Exercise brief:
Filter these entries so that only lines with the word "layer" remain.

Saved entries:
· · · · · · ·
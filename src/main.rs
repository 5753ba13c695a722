/// agentbed - local agent demo environments
///
/// Provisions a kind cluster with the Istio ambient mesh, observability
/// add-ons, credential-backed secrets and a set of agent and tool workloads,
/// then exposes them through the Gateway API.
mod config;
mod error;
#[cfg(test)]
mod fixture;
mod k8s;
mod kind;
mod mesh;
mod pipeline;
mod utils;
mod workloads;

use anyhow::{Context, Result};
use clap::{Parser, Subcommand};
use std::path::PathBuf;
use tracing::{error, info, warn};
use tracing_subscriber::{layer::SubscriberExt, util::SubscriberInitExt};

use crate::config::{EnvSource, Playbook, REQUIRED_VARS};
use crate::error::exit_code_for;
use crate::k8s::{Kubectl, ReadinessPoller, ResourceKind, ResourceRef};
use crate::kind::KindCluster;
use crate::pipeline::{Pipeline, Step};
use crate::utils::command::SystemRunner;

#[derive(Parser)]
#[command(name = "agentbed")]
#[command(about = "Provision a local kind cluster with Istio ambient and AI agent workloads", long_about = None)]
struct Cli {
    #[command(subcommand)]
    command: Commands,

    /// Playbook file path
    #[arg(short, long, global = true, default_value = "playbook.yaml")]
    config: PathBuf,

    /// Env file with TOKEN, REPO_USER and OPENAI_API_KEY
    #[arg(short, long, global = true, default_value = ".env")]
    env_file: PathBuf,

    /// Output directory for generated files
    #[arg(short, long, global = true, default_value = "./output")]
    output: PathBuf,

    /// Enable verbose logging
    #[arg(short, long, global = true)]
    verbose: bool,
}

#[derive(Subcommand)]
enum Commands {
    /// Provision the whole environment
    Up {
        /// Resume at this step (credentials are always validated)
        #[arg(long, value_enum, default_value_t = Step::Validate)]
        from: Step,
    },

    /// Validate credentials and required tools
    Check,

    /// Pull images and load them into the cluster
    Preload,

    /// Wait for a workload to exist and finish rolling out
    Wait {
        /// Resource name
        name: String,

        #[arg(long, value_enum, default_value_t = ResourceKind::Deployment)]
        kind: ResourceKind,

        /// Namespace (defaults to the playbook namespace)
        #[arg(short, long)]
        namespace: Option<String>,
    },

    /// Show workload deployment status
    Status,

    /// Generate the built-in playbook
    Init,

    /// Delete the kind cluster
    Down,
}

#[tokio::main]
async fn main() {
    let cli = Cli::parse();

    // Initialize tracing
    let log_level = if cli.verbose { "debug" } else { "info" };
    tracing_subscriber::registry()
        .with(
            tracing_subscriber::EnvFilter::try_from_default_env()
                .unwrap_or_else(|_| format!("agentbed={}", log_level).into()),
        )
        .with(tracing_subscriber::fmt::layer())
        .init();

    // Execute command
    let result = match cli.command {
        Commands::Up { from } => provision(&cli, from).await,
        Commands::Check => check_environment(&cli).await,
        Commands::Preload => preload_images(&cli).await,
        Commands::Wait {
            ref name,
            kind,
            ref namespace,
        } => wait_for(&cli, ResourceRef::new(kind, name, namespace.as_deref())).await,
        Commands::Status => show_status(&cli).await,
        Commands::Init => init_playbook(&cli).await,
        Commands::Down => teardown(&cli).await,
    };

    if let Err(e) = result {
        error!("Error: {:#}", e);
        std::process::exit(exit_code_for(&e));
    }
}

fn load_playbook(cli: &Cli) -> Result<Playbook> {
    Playbook::load_or_default(&cli.config).context("Failed to load playbook")
}

fn kubectl_for<'a>(runner: &'a SystemRunner, playbook: &Playbook) -> Kubectl<'a> {
    Kubectl::new(
        runner,
        Some(KindCluster::new(runner, &playbook.cluster).context_name()),
        playbook.cluster.kubeconfig.clone(),
    )
}

/// Run the provisioning pipeline
async fn provision(cli: &Cli, from: Step) -> Result<()> {
    info!("Starting environment provisioning...");

    let playbook = load_playbook(cli)?;
    let env = EnvSource::load(&cli.env_file, &REQUIRED_VARS)?;
    info!("Cluster name: {}", playbook.cluster.name);

    let runner = SystemRunner;
    let report = Pipeline::new(&runner, &playbook, &env, &cli.output)
        .run(from)
        .await?;

    let context = KindCluster::new(&runner, &playbook.cluster).context_name();
    info!("✓ Environment provisioning completed successfully!");
    info!("");
    info!("Environment details:");
    info!("  Cluster: {}", playbook.cluster.name);
    info!("  Namespace: {}", playbook.namespace);
    info!("  Workloads ready: {}", report.workloads.len());
    for mapping in &playbook.cluster.port_mappings {
        info!("  Gateway: http://localhost:{}", mapping.host_port);
    }
    info!("");
    info!("To access your cluster:");
    info!("  kubectl config use-context {}", context);
    info!("  kubectl get pods -n {}", playbook.namespace);

    Ok(())
}

/// Validate credentials and tools without touching the cluster
async fn check_environment(cli: &Cli) -> Result<()> {
    let playbook = load_playbook(cli)?;
    let env = EnvSource::load(&cli.env_file, &REQUIRED_VARS)?;
    let runner = SystemRunner;

    Pipeline::new(&runner, &playbook, &env, &cli.output)
        .validate()
        .await?;

    info!("✓ Environment is ready for `agentbed up`");
    Ok(())
}

/// Preload images into an existing cluster
async fn preload_images(cli: &Cli) -> Result<()> {
    let playbook = load_playbook(cli)?;
    let env = EnvSource::load(&cli.env_file, &REQUIRED_VARS)?;
    let runner = SystemRunner;

    Pipeline::new(&runner, &playbook, &env, &cli.output)
        .preload()
        .await?;
    Ok(())
}

/// Wait for one resource using the playbook polling policy
async fn wait_for(cli: &Cli, resource: ResourceRef) -> Result<()> {
    let playbook = load_playbook(cli)?;
    let runner = SystemRunner;
    Kubectl::check_installed(&runner)
        .await
        .context("kubectl is required")?;

    let kubectl = kubectl_for(&runner, &playbook);
    let trace = ReadinessPoller::new(&kubectl, &playbook.polling)
        .wait(&playbook.namespace, &resource)
        .await?;

    info!(
        "{} became ready after {} existence checks",
        trace.resource, trace.existence_checks
    );
    Ok(())
}

/// Show workload status
async fn show_status(cli: &Cli) -> Result<()> {
    let playbook = load_playbook(cli)?;
    let runner = SystemRunner;

    let cluster = KindCluster::new(&runner, &playbook.cluster);
    if !cluster.exists().await? {
        info!("kind cluster {} does not exist", playbook.cluster.name);
        return Ok(());
    }

    let kubectl = kubectl_for(&runner, &playbook);
    let deployments = kubectl.deployments(&playbook.namespace).await?;

    info!("Cluster: {}", playbook.cluster.name);
    info!("");
    info!("Deployments in {}:", playbook.namespace);
    if deployments.is_empty() {
        info!("  (none)");
    }
    for deployment in &deployments {
        let marker = if deployment.is_ready() { "✓" } else { "…" };
        info!(
            "  {} {} ({}/{} ready, {} available)",
            marker, deployment.name, deployment.ready, deployment.desired, deployment.available
        );
    }

    let missing: Vec<&str> = playbook
        .workloads
        .iter()
        .filter(|w| w.kind == ResourceKind::Deployment)
        .map(|w| w.name.as_str())
        .filter(|name| !deployments.iter().any(|d| d.name == *name))
        .collect();
    if !missing.is_empty() {
        warn!("Not deployed yet: {}", missing.join(", "));
    }

    Ok(())
}

/// Write the built-in playbook
async fn init_playbook(cli: &Cli) -> Result<()> {
    if cli.config.exists() {
        anyhow::bail!("Playbook already exists: {}", cli.config.display());
    }

    let playbook = Playbook::example();
    let yaml = serde_yaml::to_string(&playbook)?;

    tokio::fs::write(&cli.config, yaml)
        .await
        .context("Failed to write playbook")?;

    info!("Playbook created: {}", cli.config.display());
    info!("");
    info!("Next steps:");
    info!("  1. Edit the playbook to match your workloads");
    info!("  2. Create {} with:", cli.env_file.display());
    for var in REQUIRED_VARS {
        info!("     {}=...", var);
    }
    info!("  3. Provision the environment:");
    info!("     agentbed up");

    Ok(())
}

/// Delete the kind cluster
async fn teardown(cli: &Cli) -> Result<()> {
    let playbook = load_playbook(cli)?;
    let env = EnvSource::load(&cli.env_file, &REQUIRED_VARS)?;
    let runner = SystemRunner;

    Pipeline::new(&runner, &playbook, &env, &cli.output)
        .teardown()
        .await
}
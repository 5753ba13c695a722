/// kind cluster bootstrap and image preloading
pub mod cluster;
pub mod images;

pub use cluster::KindCluster;
pub use images::ImagePreloader;
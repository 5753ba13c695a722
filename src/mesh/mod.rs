/// Service mesh installation (Istio ambient: base, istiod, CNI, ztunnel)
pub mod addons;
pub mod helm;

use anyhow::Result;
use tracing::info;

use crate::config::{MeshSpec, Playbook};
use crate::k8s::{Creation, Kubectl, ReadinessPoller, ResourceManager};
use helm::{Helm, Release};

pub use addons::AddonInstaller;

/// Mesh deployment manager
pub struct MeshManager<'a> {
    spec: &'a MeshSpec,
    playbook: &'a Playbook,
    kubectl: &'a Kubectl<'a>,
    helm: Helm<'a>,
}

impl<'a> MeshManager<'a> {
    pub fn new(playbook: &'a Playbook, kubectl: &'a Kubectl<'a>, helm: Helm<'a>) -> Self {
        Self {
            spec: &playbook.mesh,
            playbook,
            kubectl,
            helm,
        }
    }

    /// Install the mesh and enroll the workload namespace
    pub async fn install(&self) -> Result<()> {
        info!("Installing service mesh version {}...", self.spec.version);

        // Gateway API CRDs first, the mesh controllers watch them
        self.install_gateway_api_crds().await?;

        self.helm
            .add_repo(&self.spec.repo_name, &self.spec.repo_url)
            .await?;

        for chart in &self.spec.charts {
            self.helm
                .upgrade_install(&Release {
                    name: &chart.release,
                    chart: format!("{}/{}", self.spec.repo_name, chart.chart),
                    namespace: &self.spec.namespace,
                    version: &self.spec.version,
                    values: &chart.values,
                })
                .await?;

            let poller = ReadinessPoller::new(self.kubectl, &self.playbook.polling);
            for resource in &chart.wait_for {
                poller.wait(&self.spec.namespace, resource).await?;
            }
        }

        self.enroll_namespace().await?;

        info!("✓ Service mesh installed");
        Ok(())
    }

    /// Install Gateway API CRDs
    async fn install_gateway_api_crds(&self) -> Result<()> {
        let Some(crds) = &self.spec.gateway_api_crds else {
            return Ok(());
        };

        info!("Installing Gateway API CRDs...");
        let source = self.playbook.resolve_manifest(crds)?;
        ResourceManager::new(self.kubectl)
            .apply_manifest(None, &source)
            .await
    }

    /// Create the workload namespace and label it for the mesh data plane
    async fn enroll_namespace(&self) -> Result<Creation> {
        ResourceManager::new(self.kubectl)
            .ensure_namespace(&self.playbook.namespace, &self.spec.namespace_labels)
            .await
    }
}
· · · · · · ·
Expected answer:
use tracing_subscriber::{layer::SubscriberExt, util::SubscriberInitExt};
        .with(tracing_subscriber::fmt::layer())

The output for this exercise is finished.